NEW YORK, March 8 (UPI) -- Hollywood's first major black director, Gordon Parks, best known for "Shaft" and "The Learning Tree," has died in New York. He was 93.
Parks, who was also an accomplished photographer, author and composer, died at home Tuesday of cancer, the New York Times reported Wednesday.
Parks first broke ground as a top photographer for Life magazine from 1948 to 1968, covering everything from high society to the dregs of poverty and the civil rights movement.
His first movie was "The Learning Tree," based on his own semi-autobiographical novel, for Warner Bros., making him the first African-American to direct a film for a major Hollywood studio.
"The Learning Tree" was one of the first 25 films honored by the U.S. Library of Congress for preservation in the National Film Registry in 1989.
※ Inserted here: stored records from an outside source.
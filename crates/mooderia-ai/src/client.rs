//! Proxy-first generation client.
//!
//! The client sends every request to the proxy endpoint so the API key
//! stays on the server. If the proxy is unreachable or answers with an
//! error and a client-side key is configured, it makes one direct
//! upstream attempt. Two attempts total, never more; no retries.

use tracing::{debug, warn};

use mooderia_shared::constants::GENERATE_PATH;

use crate::error::AiError;
use crate::types::{GenerateRequest, GenerateResponse};
use crate::upstream::UpstreamClient;

/// Client-side generation configuration.
#[derive(Debug, Clone, Default)]
pub struct AiConfig {
    /// Base URL of the proxy (e.g. `https://mooderia.example`). `None`
    /// skips the proxy path entirely.
    pub proxy_base: Option<String>,
    /// Client-side upstream key for the fallback path.
    pub api_key: Option<String>,
}

impl AiConfig {
    /// Read configuration from the environment: `MOODERIA_PROXY_URL`
    /// and `GEMINI_API_KEY` / `API_KEY`.
    pub fn from_env() -> Self {
        Self {
            proxy_base: std::env::var("MOODERIA_PROXY_URL").ok(),
            api_key: std::env::var("GEMINI_API_KEY")
                .or_else(|_| std::env::var("API_KEY"))
                .ok(),
        }
    }
}

/// Generation client used by all persona helpers.
pub struct AiClient {
    config: AiConfig,
    client: reqwest::Client,
}

impl AiClient {
    pub fn new(config: AiConfig) -> Self {
        Self {
            config,
            client: reqwest::Client::new(),
        }
    }

    /// Run one generation request: proxy first, direct upstream as the
    /// single fallback.
    ///
    /// Failure surfaces as a typed error; the caller decides whether to
    /// show a placeholder string.
    pub async fn generate(&self, req: &GenerateRequest) -> Result<String, AiError> {
        if let Some(base) = &self.config.proxy_base {
            match self.generate_via_proxy(base, req).await {
                Ok(text) => return Ok(text),
                Err(e) => {
                    warn!(error = %e, "proxy generation failed, trying direct upstream");
                }
            }
        }

        let Some(key) = &self.config.api_key else {
            return Err(AiError::MissingCredential);
        };

        UpstreamClient::new(key.clone()).generate_content(req).await
    }

    async fn generate_via_proxy(
        &self,
        base: &str,
        req: &GenerateRequest,
    ) -> Result<String, AiError> {
        let url = format!("{}{}", base.trim_end_matches('/'), GENERATE_PATH);

        debug!(model = %req.model, url = %url, "sending proxied generation request");

        let response = self.client.post(&url).json(req).send().await?;

        if !response.status().is_success() {
            let status = response.status().as_u16();
            let body = response.text().await.unwrap_or_default();
            return Err(AiError::Upstream { status, body });
        }

        let parsed: GenerateResponse = response.json().await?;
        if parsed.text.is_empty() {
            return Err(AiError::EmptyResponse);
        }
        Ok(parsed.text)
    }
}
He went on to spark Hollywood's "blaxploitation" genre in 1971 with the Richard Roundtree vehicle, "Shaft." His other directing credits included "Shaft's Big Score," "The Super Cops,""Leadbelly" and the TV movie "Solomon Northup's Odyssey."
He also wrote music for Duke Ellington, was co-founder of Essence magazine and was awarded a National Medal of Arts by President Ronald Reagan.
"He was the real thing," sports photographer Marvin Newman told the Times. "He broke a lot of taboos, a lot of ground."
One of his four children, Gordon Parks Jr., who also became a Hollywood director, died in a 1979 plane crash.
Parks is survived by a son, two daughters and several grandchildren.